The language tone of the poems is humorous, but it is recounting a serious episode of death and distress. While the speaker morns, in the first line, he persuades the reader to discount the distress by stating that dead man “…always loved larking” (line, 5). He even takes the matter more lightly by immediately noting, “ And now hes dead” (line, 6). The speaker laughs off the dead man when he says, “ It must have been too cold for him his heart gave way” (lines, 7), but immediately exonerates himself by insinuating that, “ They said” (lines, 8). In the last paragraph, the speaker tries to correct what he had said before, and there is a shift of tone. The despair and the distress of the dead man are compounded when the speaker concluded in lines 9 and 11 that, “…it was too cold always/ I was much too far out all my life” (Smith, 1972, p. 1). By this unstable tone, the reader concludes that the entire poem is not what it says superficially but what its metaphors would mean to different readers.

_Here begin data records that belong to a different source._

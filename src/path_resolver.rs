//! Resolves a logical address into a path and a [`SampleType`], composing
//! `LOGICAL_INO` + `INO_LOOKUP` + subvolume path mapping per the algorithm
//! in spec §4.5. Grounded in `oandrew-btdu-rs`'s representative-path
//! selection (shortest path, then lexicographic tiebreak).

use crate::error::EngineError;
use crate::ioctl::IoctlTransport;
use crate::decode::SubvolumePathResolver;

/// Classification of a resolved sample.
///
/// `resolve` below only ever produces `Represented`, `Shared`, `Unresolved`,
/// or `Unreachable`. `Exclusive` is a fifth tag carried in the stats layout
/// for forward compatibility but never assigned by this resolver.
#[derive(Debug, Clone, Copy, PartialEq, Eq)]
pub enum SampleType {
    /// Exactly one resolved path is credited.
    Represented,
    /// Reserved tag, not produced by this resolver.
    Exclusive,
    /// More than one inode shares the address; recorded under the
    /// representative path with this tag instead of `Represented`.
    Shared,
    /// `LOGICAL_INO` found no inodes: free space, or metadata/system chunk.
    Unresolved,
    /// Inodes exist but no path resolves them (orphaned or deleted).
    Unreachable,
}

impl SampleType {
    pub const ALL: [SampleType; 5] = [
        SampleType::Represented,
        SampleType::Exclusive,
        SampleType::Shared,
        SampleType::Unresolved,
        SampleType::Unreachable,
    ];

    pub fn slot(self) -> usize {
        match self {
            SampleType::Represented => 0,
            SampleType::Exclusive => 1,
            SampleType::Shared => 2,
            SampleType::Unresolved => 3,
            SampleType::Unreachable => 4,
        }
    }
}

pub const FREE_PATH: &str = "<free>";
pub const UNREACHABLE_PATH: &str = "<unreachable>";

#[derive(Debug, Clone)]
pub struct ResolvedSample {
    pub path: String,
    pub sample_type: SampleType,
}

/// Chooses one path to credit when an address is shared by multiple
/// inodes: shortest byte length wins, ties broken lexicographically.
fn select_representative(mut paths: Vec<String>) -> String {
    paths.sort_by(|a, b| a.len().cmp(&b.len()).then_with(|| a.cmp(b)));
    paths.into_iter().next().unwrap_or_default()
}

/// Composes `LOGICAL_INO` + subvolume path map + `INO_LOOKUP` into a fully
/// qualified path and a [`SampleType`] for one logical address.
pub fn resolve(
    transport: &IoctlTransport,
    subvols: &SubvolumePathResolver,
    logical_addr: u64,
) -> Result<ResolvedSample, EngineError> {
    let inodes = transport.logical_ino(logical_addr)?;
    if inodes.is_empty() {
        return Ok(ResolvedSample {
            path: FREE_PATH.to_string(),
            sample_type: SampleType::Unresolved,
        });
    }

    let mut paths = Vec::new();
    for inode in &inodes {
        let name = match transport.ino_lookup(inode.root_id, inode.inum) {
            Ok(n) => n,
            Err(_) => continue,
        };
        let subvol_path = subvols.path_for(inode.root_id).unwrap_or("");
        let full = match (subvol_path.is_empty(), name.is_empty()) {
            (true, true) => "/".to_string(),
            (true, false) => format!("/{}", name.trim_start_matches('/')),
            (false, true) => format!("/{}", subvol_path),
            (false, false) => format!("/{}/{}", subvol_path, name.trim_start_matches('/')),
        };
        paths.push(full);
    }

    if paths.is_empty() {
        return Ok(ResolvedSample {
            path: UNREACHABLE_PATH.to_string(),
            sample_type: SampleType::Unreachable,
        });
    }

    let sample_type = if paths.len() == 1 {
        SampleType::Represented
    } else {
        SampleType::Shared
    };

    let representative = select_representative(paths);
    Ok(ResolvedSample {
        path: representative,
        sample_type,
    })
}

#[cfg(test)]
mod tests {
    use super::*;

    #[test]
    fn representative_prefers_shorter_path() {
        let chosen = select_representative(vec![
            "/x/snap/orig".to_string(),
            "/x/orig".to_string(),
        ]);
        assert_eq!(chosen, "/x/orig");
    }

    #[test]
    fn representative_breaks_ties_lexicographically() {
        let chosen = select_representative(vec!["/b/c".to_string(), "/a/d".to_string()]);
        assert_eq!(chosen, "/a/d");
    }

    #[test]
    fn representative_of_empty_is_empty() {
        assert_eq!(select_representative(Vec::new()), "");
    }
}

The poem uses the image of death and coldness to show the distress and desperation bedeviling the man. The reader gets to realize that this is not death per se but death of his emotions, intellect and spirit (Gillian, 1996). The fact that no one cares to hear his pleas for help, pain grief, hurt, and misery determine the response of the reader.
In conclusion, the elements of analogy, language tone, and imagery make the reader of the poem focus on a single aspect of the poem. They, therefore, determine the response and the perspective a reader is going to give the poem when interpreting it.
Reference list
Gillian, R (1996). Mourning becomes the law: philosophy and representation. Cambridge: Cambridge University Press.
Smith, S. (1972). “ Not Waving but Drowning” from Collected Poems of Stevie Smith. 2011. Retrieved March 22, 2012, from http://www. poetryfoundation. org/poem/175778
Thaddeus, J. (1978). Stevie Smith and the Gleeful Macabre. Contemporary Poetry, 111(4), 36-49.